[Ordinary of the Mass]
[ Mass Text-Latin]
[Mass Text-English]
“This is the day that the Lord hath made,
let us rejoice and be glad in it.”
First of all, let
me be among the first to wish you a happy Easter! And let me thank all
those of you who have helped in any way with the observance of Holy Week and
Easter. A great deal of effort goes into the proper observance of the
most important week of the Church’s year, and your help and participation is
truly appreciated.
Just a few weeks
ago I had a discussion with a fellow who wasn’t a Catholic, but who was
curious about our observance of Lent. He was quite respectful, but I was
a little taken aback when he referred to the traditional Catholic observance
of Lent as being “pessimistic.” I had never thought of it
that way, so I asked him to explain his choice of words. He said that
what he meant was that Catholics seem to go out of their way to not enjoy life
during Lent, and indeed, that it seemed that some Catholics go out of their
way to not enjoy life most of the time. What he viewed as “pessimistic”
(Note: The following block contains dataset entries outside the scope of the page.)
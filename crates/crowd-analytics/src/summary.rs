//! Aggregates over a finished session, shaped for the batch report.

use crate::predictor::PredictionResult;
use common::crowd::{CountSummary, PredictionReport, SecondCount};

/// Round to two decimals, as charted by clients.
pub fn round2(value: f64) -> f64 {
    (value * 100.0).round() / 100.0
}

pub fn mean(counts: &[usize]) -> Option<f64> {
    if counts.is_empty() {
        return None;
    }
    Some(counts.iter().sum::<usize>() as f64 / counts.len() as f64)
}

pub fn count_summary(counts: &[usize]) -> CountSummary {
    CountSummary {
        max_people_detected: counts.iter().copied().max().unwrap_or(0),
        avg_people_detected: mean(counts).unwrap_or(0.0),
    }
}

/// Average people per second of video, using whole-second chunks of
/// `trunc(fps)` frames; the last chunk may be short.
pub fn people_count_by_second(counts: &[usize], fps: f64) -> Vec<SecondCount> {
    let chunk = (fps as usize).max(1);
    counts
        .chunks(chunk)
        .enumerate()
        .filter_map(|(second, frames)| {
            mean(frames).map(|avg| SecondCount {
                second,
                count: round2(avg),
            })
        })
        .collect()
}

/// Forecast section of a report; defaults when no forecast was possible.
pub fn prediction_report(
    prediction: Option<&PredictionResult>,
    horizon_secs: f64,
    overlay_b64: Option<String>,
) -> PredictionReport {
    let mut report = PredictionReport::empty(horizon_secs);
    if let Some(p) = prediction {
        report.high_risk_zones = p.high_risk_zones();
        report.expected_risk_level = p.risk_level();
        report.expected_max_density = p.expected_max_density;
    }
    report.heatmap_prediction_b64 = overlay_b64;
    report
}
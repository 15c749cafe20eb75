use serde::{Deserialize, Serialize};
use std::env;
use tracing_appender::non_blocking::WorkerGuard;
use tracing_subscriber::{
    fmt::{self, format::FmtSpan},
    layer::SubscriberExt,
    util::SubscriberInitExt,
    EnvFilter, Layer,
};

/// Log output format options
#[derive(Debug, Clone, Copy, PartialEq, Eq, Default, Serialize, Deserialize)]
pub enum LogFormat {
    /// Human-readable format (default for development)
    #[default]
    Pretty,
    /// Compact single-line text
    Compact,
    /// JSON for log aggregation systems
    Json,
}

impl LogFormat {
    /// Parse log format from the `LOG_FORMAT` environment variable
    pub fn from_env() -> Self {
        Self::parse(&env::var("LOG_FORMAT").unwrap_or_default())
    }

    pub fn parse(value: &str) -> Self {
        match value.trim().to_lowercase().as_str() {
            "json" => Self::Json,
            "compact" => Self::Compact,
            _ => Self::Pretty,
        }
    }
}

/// Configuration for structured logging
#[derive(Debug, Clone)]
pub struct LogConfig {
    pub format: LogFormat,
    /// Service name attached to the startup record (e.g. "crowd-service")
    pub service_name: String,
    pub service_version: String,
    /// Environment (development/staging/production)
    pub environment: String,
    /// Emit span open/close events
    pub enable_span_events: bool,
    /// Directory for a daily-rolling JSON log file, in addition to stdout
    pub log_dir: Option<String>,
}

impl LogConfig {
    pub fn new(service_name: impl Into<String>) -> Self {
        let log_to_file = env::var("LOG_TO_FILE")
            .ok()
            .and_then(|v| v.parse().ok())
            .unwrap_or(false);

        Self {
            format: LogFormat::from_env(),
            service_name: service_name.into(),
            service_version: env::var("SERVICE_VERSION")
                .unwrap_or_else(|_| env!("CARGO_PKG_VERSION").to_string()),
            environment: env::var("ENVIRONMENT").unwrap_or_else(|_| "development".to_string()),
            enable_span_events: env::var("LOG_SPAN_EVENTS")
                .ok()
                .and_then(|v| v.parse().ok())
                .unwrap_or(false),
            log_dir: if log_to_file {
                Some(env::var("LOG_DIR").unwrap_or_else(|_| "logs".to_string()))
            } else {
                None
            },
        }
    }

    pub fn with_format(mut self, format: LogFormat) -> Self {
        self.format = format;
        self
    }

    pub fn with_span_events(mut self, enable: bool) -> Self {
        self.enable_span_events = enable;
        self
    }

    pub fn with_file_logging(mut self, log_dir: impl Into<String>) -> Self {
        self.log_dir = Some(log_dir.into());
        self
    }

    fn span_events(&self) -> FmtSpan {
        if self.enable_span_events {
            FmtSpan::NEW | FmtSpan::CLOSE
        } else {
            FmtSpan::NONE
        }
    }
}

/// Keeps the background file writer alive; drop it only at shutdown.
#[must_use = "dropping the guard stops file logging"]
pub struct LoggingGuard {
    _file: Option<WorkerGuard>,
}

fn env_filter() -> EnvFilter {
    let filter = EnvFilter::try_from_default_env().unwrap_or_else(|_| EnvFilter::new("info"));
    ["hyper=warn", "tokio=warn", "tower_http=info"]
        .iter()
        .filter_map(|d| d.parse().ok())
        .fold(filter, |f, directive| f.add_directive(directive))
}

/// Install the global subscriber described by `config`.
///
/// Calling this twice is harmless: the second installation is ignored.
pub fn init_structured_logging(config: LogConfig) -> LoggingGuard {
    let span_events = config.span_events();

    let stdout_layer = match config.format {
        LogFormat::Json => fmt::layer()
            .json()
            .with_span_events(span_events)
            .with_current_span(true)
            .with_target(true)
            .with_thread_ids(true)
            .boxed(),
        LogFormat::Compact => fmt::layer()
            .compact()
            .with_span_events(span_events)
            .with_target(true)
            .boxed(),
        LogFormat::Pretty => fmt::layer()
            .pretty()
            .with_span_events(span_events)
            .with_target(true)
            .with_line_number(true)
            .boxed(),
    };

    let (file_layer, file_guard) = match &config.log_dir {
        Some(dir) => {
            let appender = tracing_appender::rolling::daily(dir, format!("{}.log", config.service_name));
            let (writer, guard) = tracing_appender::non_blocking(appender);
            let layer = fmt::layer()
                .json()
                .with_span_events(config.span_events())
                .with_writer(writer)
                .boxed();
            (Some(layer), Some(guard))
        }
        None => (None, None),
    };

    let installed = tracing_subscriber::registry()
        .with(env_filter())
        .with(stdout_layer)
        .with(file_layer)
        .try_init()
        .is_ok();

    if installed {
        tracing::info!(
            service.name = %config.service_name,
            service.version = %config.service_version,
            environment = %config.environment,
            format = ?config.format,
            file_logging = config.log_dir.is_some(),
            "structured logging initialized"
        );
    }

    LoggingGuard { _file: file_guard }
}

/// Initialize logging from the environment for the named service
pub fn init_with_service(service_name: impl Into<String>) -> LoggingGuard {
    init_structured_logging(LogConfig::new(service_name))
}
pub mod api;
pub mod config;
pub mod detector;
pub mod error;
pub mod pipeline;
pub mod state;
pub mod tracker;

pub use config::ServiceConfig;
pub use error::ApiError;
pub use state::AppState;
were things like fasting and abstinence, and going to Confession and doing
penance, and what he thought of as rather rigid Church laws about matrimony
and attending Sunday Mass.
I had to laugh a
little—it was good that this fellow didn’t realize that such things were
considerably more severe during the middle ages. He certainly would not
have understood things like abstaining from eggs and butter and oil, or
wearing a hair shirt!
“And you
Catholics seem to have a view of man as being somehow internally flawed, and
incapable of great goodness on his own,” he said.
What my friend was
missing, though, was not that Catholics attempt to bring themselves under a
certain discipline, but that we do so for reasons that are not at all “pessimistic.”
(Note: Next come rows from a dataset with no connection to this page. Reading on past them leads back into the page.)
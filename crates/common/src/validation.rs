//! Validation of client-supplied input before it reaches the filesystem or a
//! spawned ffmpeg process.

use anyhow::{anyhow, Result};
use std::path::{Component, Path};
use std::time::{SystemTime, UNIX_EPOCH};

/// Maximum length for stream URLs
pub const MAX_URI_LENGTH: usize = 4096;

/// Maximum length for uploaded file names
pub const MAX_FILENAME_LENGTH: usize = 255;

/// Current Unix time in milliseconds, 0 if the clock is before the epoch.
pub fn unix_timestamp_millis() -> u64 {
    match SystemTime::now().duration_since(UNIX_EPOCH) {
        Ok(duration) => duration.as_millis() as u64,
        Err(e) => {
            tracing::warn!(error = %e, "system clock is before UNIX epoch, using timestamp 0");
            0
        }
    }
}

pub fn validate_length(value: &str, max_length: usize, field_name: &str) -> Result<()> {
    if value.len() > max_length {
        return Err(anyhow!(
            "{} exceeds maximum length of {} characters (got {})",
            field_name,
            max_length,
            value.len()
        ));
    }
    Ok(())
}

pub fn validate_non_empty(value: &str, field_name: &str) -> Result<()> {
    if value.trim().is_empty() {
        return Err(anyhow!("{} cannot be empty", field_name));
    }
    Ok(())
}

/// Reject URLs that are empty, oversized, or carry shell metacharacters.
pub fn validate_uri(uri: &str, field_name: &str) -> Result<()> {
    validate_non_empty(uri, field_name)?;
    validate_length(uri, MAX_URI_LENGTH, field_name)?;

    let dangerous_chars = ['`', '$', ';', '|', '&', '\n', '\r'];
    if uri.chars().any(|c| dangerous_chars.contains(&c)) {
        return Err(anyhow!(
            "{} contains dangerous shell metacharacters",
            field_name
        ));
    }

    // ffmpeg reads local files too; only network schemes are accepted here
    let allowed = ["rtsp://", "rtsps://", "http://", "https://", "rtmp://"];
    if !allowed.iter().any(|scheme| uri.starts_with(scheme)) {
        return Err(anyhow!("{} must be a network stream URL", field_name));
    }

    Ok(())
}

/// Reduce a client-supplied upload name to a safe single path component.
pub fn sanitize_filename(name: &str) -> Result<String> {
    let last = Path::new(name)
        .components()
        .filter_map(|c| match c {
            Component::Normal(part) => part.to_str(),
            _ => None,
        })
        .last()
        .ok_or_else(|| anyhow!("file name '{}' has no usable component", name))?;

    let cleaned: String = last
        .chars()
        .map(|c| {
            if c.is_ascii_alphanumeric() || matches!(c, '.' | '-' | '_') {
                c
            } else {
                '_'
            }
        })
        .collect();

    validate_non_empty(&cleaned, "file name")?;
    validate_length(&cleaned, MAX_FILENAME_LENGTH, "file name")?;
    if cleaned.chars().all(|c| c == '.') {
        return Err(anyhow!("file name '{}' is not allowed", name));
    }

    Ok(cleaned)
}

#[cfg(test)]
mod tests {
    use super::*;

    #[test]
    fn test_validate_uri() {
        assert!(validate_uri("rtsp://camera.local/stream1", "url").is_ok());
        assert!(validate_uri("https://example.com/live.m3u8", "url").is_ok());
        assert!(validate_uri("", "url").is_err());
        assert!(validate_uri("rtsp://cam; rm -rf /", "url").is_err());
        assert!(validate_uri("/etc/passwd", "url").is_err());
        assert!(validate_uri("file:///etc/passwd", "url").is_err());
    }

    #[test]
    fn test_sanitize_filename() {
        assert_eq!(sanitize_filename("crowd.mp4").unwrap(), "crowd.mp4");
        assert_eq!(sanitize_filename("../../etc/passwd").unwrap(), "passwd");
        assert_eq!(sanitize_filename("my video (1).mp4").unwrap(), "my_video__1_.mp4");
        assert!(sanitize_filename("..").is_err());
        assert!(sanitize_filename("").is_err());
        assert!(sanitize_filename("/").is_err());
    }

    #[test]
    fn test_validate_length() {
        assert!(validate_length("abc", 3, "field").is_ok());
        assert!(validate_length("abcd", 3, "field").is_err());
    }

    #[test]
    fn test_timestamp_is_positive() {
        assert!(unix_timestamp_millis() > 0);
    }
}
And that to say that man is somehow flawed by original sin is entirely
correct. But still, “pessimistic” is the wrong choice of
words. I suggested to him that the word ought to be “realistic.”
Traditionally, the Church has recognized that man was weakened by original
sin, becoming more likely act according to bad inclinations. A
consequence of original sin is the inability to distinguish what is truly good
for us from that which is bad—and a lack of the virtues necessary to pursue
the good when it happens to lie along the more difficult path than the bad.
The traditional
Catholic is “realistic” in recognizing these things and devoting
some of his time to developing the self discipline that will enable him to
make good moral decisions when he is confronted with making a choice.
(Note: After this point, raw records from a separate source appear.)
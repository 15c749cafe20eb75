use crate::config::AnalyticsConfig;

/// Guards the division when the observed heights are vanishingly small.
const HEIGHT_EPSILON: f64 = 1e-8;

/// Chooses the N×N grid resolution from the apparent size of people.
///
/// Larger people (camera closer, zoomed in) give a coarser grid so that one
/// cell stays roughly person-sized.
#[derive(Debug, Clone)]
pub struct GridSizer {
    current: usize,
    min: usize,
    max: usize,
    scale_factor: f32,
}

impl GridSizer {
    pub fn new(config: &AnalyticsConfig) -> Self {
        Self {
            current: config.default_grid,
            min: config.grid_min,
            max: config.grid_max,
            scale_factor: config.grid_scale_factor,
        }
    }

    pub fn current(&self) -> usize {
        self.current
    }

    /// Recompute the grid size from person box heights.
    ///
    /// Non-finite and non-positive heights are ignored. Without any usable
    /// height the previous size is kept.
    pub fn recompute(&mut self, person_heights: &[f32], frame_height: u32) -> usize {
        let (sum, n) = person_heights
            .iter()
            .filter(|h| h.is_finite() && **h > 0.0)
            .fold((0.0_f64, 0_usize), |(sum, n), h| (sum + f64::from(*h), n + 1));

        if n == 0 {
            return self.current;
        }

        let avg_h = sum / n as f64;
        let raw = f64::from(frame_height) / (avg_h * f64::from(self.scale_factor) + HEIGHT_EPSILON);
        // saturating float->int cast, then clamp into the configured bounds
        let next = (raw as usize).clamp(self.min, self.max);

        if next != self.current {
            tracing::debug!(
                previous = self.current,
                grid_size = next,
                avg_height = avg_h,
                "grid size recomputed"
            );
        }
        self.current = next;
        next
    }

    /// Force a size, clamped into the configured bounds.
    pub fn set(&mut self, size: usize) {
        self.current = size.clamp(self.min, self.max);
    }
}

#[cfg(test)]
mod tests {
    use super::*;

    fn sizer() -> GridSizer {
        GridSizer::new(&AnalyticsConfig::default())
    }

    #[test]
    fn test_starts_at_default() {
        assert_eq!(sizer().current(), 4);
    }

    #[test]
    fn test_recompute_from_heights() {
        let mut s = sizer();
        // 720 / (100 * 1.5) = 4.8 -> 4
        assert_eq!(s.recompute(&[80.0, 120.0], 720), 4);
        // 720 / (40 * 1.5) = 12 -> clamped to 8
        assert_eq!(s.recompute(&[40.0], 720), 8);
        // 720 / (300 * 1.5) = 1.6 -> clamped to 3
        assert_eq!(s.recompute(&[300.0], 720), 3);
    }

    #[test]
    fn test_no_heights_keeps_previous() {
        let mut s = sizer();
        s.recompute(&[40.0], 720);
        assert_eq!(s.recompute(&[], 720), 8);
        assert_eq!(s.recompute(&[0.0, -3.0, f32::NAN], 720), 8);
    }

    #[test]
    fn test_output_bounded_and_monotone() {
        let mut previous = usize::MAX;
        for h in (1..2000).map(|h| h as f32 * 0.5) {
            let mut s = sizer();
            let size = s.recompute(&[h], 1080);
            assert!((3..=8).contains(&size), "size {size} out of bounds for h={h}");
            assert!(size <= previous, "grid grew as people got taller at h={h}");
            previous = size;
        }
    }

    #[test]
    fn test_set_clamps() {
        let mut s = sizer();
        s.set(20);
        assert_eq!(s.current(), 8);
        s.set(0);
        assert_eq!(s.current(), 3);
    }
}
Some of this is intellectual, for we must first recognize that sin is
real, that it offends God even if it has no apparent earthly victim, and that
atonement must be made for our transgressions, for fear of purgatory and hell.
Some of this is supernatural, for we are strengthened by the graces we
receive, first of all in Baptism, and later in making good Confessions,
attending Holy Mass, receiving Holy Communion, and so forth. But some of
it is our personal effort to respond to those divine graces with acts
of discipline and self control—virtue is always something that requires
practice.
To see the truth of
this realism, one has only to look where traditional Catholicism has
been abandoned—where the reality of sin and hell is intellectually denied or
trivialized—where the supernatural means of holiness have been
reduced to social events—and where personal efforts at self
discipline have become mere tokens.
I left my friend
with the idea that the penitential practices of the traditional Church are not
the result of pessimism, but rather, the result of optimism.
Particularly in Lent (and to a lesser degree, in Advent) the penitential
period looks forward to a joyous celebration of our union with Almighty God.
We retain the penitential practices of the Church with the optimism
that men and women can be perfected through them. We are looking
forward to a heritage of glory with God in heaven, rather than backward to a
sinful past.
Nearly
sixteen-hundred years ago, Pope Saint Gregory the Great wrote a brief sermon
that we read every year in the Office of Easter Sunday. He refers to the
Gospels we read on this day wherein Mary Magdalen led a small party of women
to the tomb in which Jesus was buried on Good Friday.
They came bearing aromatic spices to anoint His body according to the Jewish
manner of burial; something not allowed until the end of the Jewish Sabbath.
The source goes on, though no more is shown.